# The task
Return every line of the data below that includes the string "Mutex".

# Source data
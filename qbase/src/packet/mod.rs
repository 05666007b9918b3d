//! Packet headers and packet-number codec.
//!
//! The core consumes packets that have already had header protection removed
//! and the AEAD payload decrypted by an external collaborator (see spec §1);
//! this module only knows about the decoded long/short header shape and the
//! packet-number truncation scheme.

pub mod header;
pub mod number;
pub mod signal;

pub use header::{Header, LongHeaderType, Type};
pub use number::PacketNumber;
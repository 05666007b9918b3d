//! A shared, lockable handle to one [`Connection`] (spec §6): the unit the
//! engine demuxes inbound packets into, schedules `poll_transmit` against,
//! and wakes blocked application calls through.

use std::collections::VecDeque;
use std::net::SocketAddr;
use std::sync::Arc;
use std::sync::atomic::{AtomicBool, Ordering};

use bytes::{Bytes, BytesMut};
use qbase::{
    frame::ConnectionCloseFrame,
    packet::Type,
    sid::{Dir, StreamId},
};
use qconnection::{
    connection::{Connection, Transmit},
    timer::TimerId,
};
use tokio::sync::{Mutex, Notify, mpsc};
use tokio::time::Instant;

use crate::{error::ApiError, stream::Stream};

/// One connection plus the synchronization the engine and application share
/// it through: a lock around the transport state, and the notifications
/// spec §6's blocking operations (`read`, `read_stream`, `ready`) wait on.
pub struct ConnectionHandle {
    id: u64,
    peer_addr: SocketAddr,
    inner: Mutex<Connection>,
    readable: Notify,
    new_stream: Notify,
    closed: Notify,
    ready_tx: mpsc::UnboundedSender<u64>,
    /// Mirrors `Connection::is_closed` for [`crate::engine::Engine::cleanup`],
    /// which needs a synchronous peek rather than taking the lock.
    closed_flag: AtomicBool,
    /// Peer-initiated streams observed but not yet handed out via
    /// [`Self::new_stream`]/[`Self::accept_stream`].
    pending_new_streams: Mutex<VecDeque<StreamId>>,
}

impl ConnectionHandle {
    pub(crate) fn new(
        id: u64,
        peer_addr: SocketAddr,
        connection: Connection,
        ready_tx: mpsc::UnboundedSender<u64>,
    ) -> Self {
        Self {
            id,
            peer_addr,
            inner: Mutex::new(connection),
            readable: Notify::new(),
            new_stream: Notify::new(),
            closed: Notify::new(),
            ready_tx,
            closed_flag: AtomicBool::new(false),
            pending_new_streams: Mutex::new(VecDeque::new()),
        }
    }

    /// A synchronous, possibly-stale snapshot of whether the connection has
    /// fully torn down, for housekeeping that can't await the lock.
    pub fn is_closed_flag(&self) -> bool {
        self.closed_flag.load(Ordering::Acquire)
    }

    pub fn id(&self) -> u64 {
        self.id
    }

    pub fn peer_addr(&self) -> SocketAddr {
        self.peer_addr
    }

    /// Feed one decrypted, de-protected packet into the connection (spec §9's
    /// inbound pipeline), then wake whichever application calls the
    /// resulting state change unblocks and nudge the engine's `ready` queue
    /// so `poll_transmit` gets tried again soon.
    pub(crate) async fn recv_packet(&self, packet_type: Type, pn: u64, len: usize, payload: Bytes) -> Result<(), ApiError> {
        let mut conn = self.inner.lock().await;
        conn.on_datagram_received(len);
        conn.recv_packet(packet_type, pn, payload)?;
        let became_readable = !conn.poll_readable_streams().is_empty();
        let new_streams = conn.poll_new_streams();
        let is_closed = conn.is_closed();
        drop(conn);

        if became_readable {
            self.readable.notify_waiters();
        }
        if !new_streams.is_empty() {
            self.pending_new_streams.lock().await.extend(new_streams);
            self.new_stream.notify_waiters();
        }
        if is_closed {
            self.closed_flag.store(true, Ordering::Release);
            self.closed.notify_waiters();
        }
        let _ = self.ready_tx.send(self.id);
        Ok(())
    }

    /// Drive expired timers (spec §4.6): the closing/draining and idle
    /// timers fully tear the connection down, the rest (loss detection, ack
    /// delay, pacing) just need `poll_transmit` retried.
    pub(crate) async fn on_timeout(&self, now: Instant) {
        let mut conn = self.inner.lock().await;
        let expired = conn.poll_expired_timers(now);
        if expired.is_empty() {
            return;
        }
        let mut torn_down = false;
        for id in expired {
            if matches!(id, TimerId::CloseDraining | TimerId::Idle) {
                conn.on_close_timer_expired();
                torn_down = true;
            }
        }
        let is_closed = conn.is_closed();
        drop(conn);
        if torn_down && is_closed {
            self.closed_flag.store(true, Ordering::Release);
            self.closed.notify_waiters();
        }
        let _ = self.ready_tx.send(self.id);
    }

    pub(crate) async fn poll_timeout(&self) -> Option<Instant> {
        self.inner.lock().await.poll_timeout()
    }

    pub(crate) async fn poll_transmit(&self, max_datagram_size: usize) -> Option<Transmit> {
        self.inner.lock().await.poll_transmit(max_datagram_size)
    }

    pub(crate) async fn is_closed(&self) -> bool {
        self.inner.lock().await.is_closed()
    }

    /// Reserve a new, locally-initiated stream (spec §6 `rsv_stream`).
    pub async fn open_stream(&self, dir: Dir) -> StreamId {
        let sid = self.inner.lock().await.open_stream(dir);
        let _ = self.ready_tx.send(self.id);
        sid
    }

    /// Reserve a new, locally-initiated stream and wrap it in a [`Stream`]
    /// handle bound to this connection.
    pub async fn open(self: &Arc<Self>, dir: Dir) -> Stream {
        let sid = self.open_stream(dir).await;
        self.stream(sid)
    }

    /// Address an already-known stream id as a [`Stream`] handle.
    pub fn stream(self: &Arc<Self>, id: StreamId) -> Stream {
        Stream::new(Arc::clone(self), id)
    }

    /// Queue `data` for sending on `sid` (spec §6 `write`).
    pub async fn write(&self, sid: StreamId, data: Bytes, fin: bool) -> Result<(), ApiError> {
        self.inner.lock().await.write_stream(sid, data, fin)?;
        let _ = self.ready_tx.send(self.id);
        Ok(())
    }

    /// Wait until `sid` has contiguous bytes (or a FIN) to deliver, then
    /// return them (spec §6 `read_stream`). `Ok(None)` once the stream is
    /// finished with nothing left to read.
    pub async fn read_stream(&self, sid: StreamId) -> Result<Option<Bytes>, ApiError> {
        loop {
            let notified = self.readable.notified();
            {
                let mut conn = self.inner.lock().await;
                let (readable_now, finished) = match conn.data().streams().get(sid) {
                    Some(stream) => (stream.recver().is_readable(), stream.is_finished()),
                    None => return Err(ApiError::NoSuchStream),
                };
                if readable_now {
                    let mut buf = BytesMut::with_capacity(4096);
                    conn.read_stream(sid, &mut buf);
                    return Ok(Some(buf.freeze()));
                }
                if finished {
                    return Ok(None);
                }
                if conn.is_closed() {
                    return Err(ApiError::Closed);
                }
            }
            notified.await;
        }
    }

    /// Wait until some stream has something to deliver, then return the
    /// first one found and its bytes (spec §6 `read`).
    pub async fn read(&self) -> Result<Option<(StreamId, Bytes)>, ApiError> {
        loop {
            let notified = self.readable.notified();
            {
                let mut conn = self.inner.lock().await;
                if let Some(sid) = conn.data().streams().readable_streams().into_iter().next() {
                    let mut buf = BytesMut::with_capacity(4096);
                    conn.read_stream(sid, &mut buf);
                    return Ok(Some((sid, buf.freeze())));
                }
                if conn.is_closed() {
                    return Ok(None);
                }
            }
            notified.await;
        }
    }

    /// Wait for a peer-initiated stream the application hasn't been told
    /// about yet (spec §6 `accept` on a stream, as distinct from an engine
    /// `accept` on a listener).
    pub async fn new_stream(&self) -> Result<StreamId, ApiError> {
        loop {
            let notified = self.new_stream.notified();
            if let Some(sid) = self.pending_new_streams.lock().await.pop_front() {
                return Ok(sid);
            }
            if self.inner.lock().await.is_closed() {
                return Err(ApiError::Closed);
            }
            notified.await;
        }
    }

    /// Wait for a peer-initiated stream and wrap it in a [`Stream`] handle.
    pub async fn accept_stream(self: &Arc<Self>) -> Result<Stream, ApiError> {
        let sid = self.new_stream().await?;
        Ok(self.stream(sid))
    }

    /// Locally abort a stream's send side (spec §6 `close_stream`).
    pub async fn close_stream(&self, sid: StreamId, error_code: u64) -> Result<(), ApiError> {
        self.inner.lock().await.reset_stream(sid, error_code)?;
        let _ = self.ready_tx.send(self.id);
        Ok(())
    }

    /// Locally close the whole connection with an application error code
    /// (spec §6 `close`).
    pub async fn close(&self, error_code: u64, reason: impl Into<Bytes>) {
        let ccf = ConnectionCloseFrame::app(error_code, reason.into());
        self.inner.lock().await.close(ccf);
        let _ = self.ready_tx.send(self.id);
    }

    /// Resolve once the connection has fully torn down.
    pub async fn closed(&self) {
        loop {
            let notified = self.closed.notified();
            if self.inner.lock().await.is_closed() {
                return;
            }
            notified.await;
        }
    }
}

# Solved exercise
use tokio::sync::{Mutex, Notify, mpsc};
    inner: Mutex<Connection>,
    pending_new_streams: Mutex<VecDeque<StreamId>>,
            inner: Mutex::new(connection),
            pending_new_streams: Mutex::new(VecDeque::new()),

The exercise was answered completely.